Insanity: Theresa May Says Internet Companies Need To Remove 'Extremist' Content Within 2 Hours
from the a-recipe-for-censorship dept
It’s fairly stunning just how much people believe that it’s easy for companies to moderate content online. Take, for example, this random dude who assumes its perfectly reasonable for Facebook, Google and Twitter to “manually review all content” on their platforms (and since Google is a search engine, I imagine this means basically all public web content that can be found via its search engine). This is, unfortunately, a complete failure of basic comprehension about the scale of these platforms and how much content flows through them.
Tragically, it’s not just random Rons on Twitter with this idea. Ron’s tweet was in response to UK Prime Minister Theresa May saying that internet platforms must remove “extremist” content within two hours. This is after the UK’s Home Office noted that they see links to “extremist content” remaining online for an average of 36 hours. Frankly, 36 hours seems incredibly low. That’s pretty fast for platforms to be able to discover such content, make a thorough analysis of whether or not it truly is “extremist content” and figure out what to do about it. Various laws on takedowns usually have statements about a “reasonable” amount of time to respond — and while there are rarely set numbers, the general rule of thumb seems to be approximately 24 hours after notice (which is pretty aggressive).

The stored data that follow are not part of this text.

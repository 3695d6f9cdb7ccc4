//! Persistence for [`GameSettings`].
//!
//! Stored under [`SETTINGS_KEY`] as `{ "scoringMode": "goldenPoint" }`.
//! Anything unreadable falls back to the defaults.

use padel_model::settings::GameSettings;

use crate::store::{KeyValueStore, StoreError};
use crate::SETTINGS_KEY;

/// Load settings, falling back to [`GameSettings::default`] when absent,
/// unreadable or corrupt.
pub fn load_settings(store: &impl KeyValueStore) -> GameSettings {
    match store.get(SETTINGS_KEY) {
        Ok(Some(bytes)) => serde_json::from_slice(&bytes).unwrap_or_else(|error| {
            tracing::warn!(%error, "corrupt settings -- using defaults");
            GameSettings::default()
        }),
        Ok(None) => GameSettings::default(),
        Err(error) => {
            tracing::warn!(%error, "failed to read settings -- using defaults");
            GameSettings::default()
        }
    }
}

/// Write settings under [`SETTINGS_KEY`].
///
/// # Errors
///
/// Returns [`StoreError`] if encoding or writing fails.
pub fn save_settings(
    store: &mut impl KeyValueStore,
    settings: &GameSettings,
) -> Result<(), StoreError> {
    let bytes = serde_json::to_vec(settings).map_err(|source| StoreError::Encode {
        key: SETTINGS_KEY.to_owned(),
        source,
    })?;
    store.set(SETTINGS_KEY, &bytes)
}
//! Padel History -- persistence for settings and archived matches.
//!
//! This crate owns the serialization contract between the scoring model and
//! whatever key-value storage the host platform provides. It never lets a
//! storage or decoding failure escape to the scorer as a fatal error:
//! corrupt data loads as defaults, and write failures are reported to the
//! caller to log.
//!
//! # Modules
//!
//! - [`record`]: on-disk JSON shapes and validated conversion to the model.
//! - [`store`]: the [`KeyValueStore`](store::KeyValueStore) seam plus
//!   in-memory and directory-backed implementations.
//! - [`history`]: the newest-first [`MatchHistory`](history::MatchHistory)
//!   log.
//! - [`settings`]: loading and saving
//!   [`GameSettings`](padel_model::settings::GameSettings).

#![deny(unsafe_code)]

pub mod history;
pub mod record;
pub mod settings;
pub mod store;

/// Storage key of the match history blob.
pub const HISTORY_KEY: &str = "history";

/// Storage key of the settings blob.
pub const SETTINGS_KEY: &str = "settings";

pub use history::MatchHistory;
pub use record::{MatchRecord, RecordError};
pub use settings::{load_settings, save_settings};
pub use store::{FileStore, KeyValueStore, MemoryStore, StoreError};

But for May to now be demanding two hours is crazy. It’s a recipe for widespread censorship. Already we see lots of false takedowns from these platforms as they try to take down bad content — we write about them all the time. And when it comes to “extremist” content, things can get particularly ridiculous. A few years back, we wrote about how YouTube took down an account that was documenting atrocities in Syria. And the same thing happened just a month ago, with YouTube deleting evidence of war crimes.
So, May calling for these platforms to take down extremist content in two hours confuses two important things. First, it shows a near total ignorance of the scale of content on these platforms. There is no way possible to actually monitor this stuff. Second, it shows a real ignorance about the whole concept of “extremist” content. There is no clear definition of it, and without a clear definitions wrong decisions will be made. Frequently. Especially if you’re not giving the platforms any time to actually investigate. At best, you’re going to end up with a system with weak AI flagging certain things, and then low-paid, poorly trained individuals in far off countries making quick decisions.
And since the “penalty” for leaving content up will be severe, the incentives will all push towards taking down the content and censorship. The only pushback against this is the slight embarrassment if someone makes a stink about mistargeted takedowns.
Of course, Theresa May doesn’t care about that at all. She’s been bleating on censoring the internet to stop terrorists for quite some time now — and appears willing to use any excuse and make ridiculous demands along the way. It doesn’t appear she has any interest in understanding the nature of the problem, as it’s much more useful to her to be blaming others for terrorist attacks on her watch, than actually doing anything legitimate to stop them. Censoring the internet isn’t a solution, but it allows her to cast blame on foreign companies.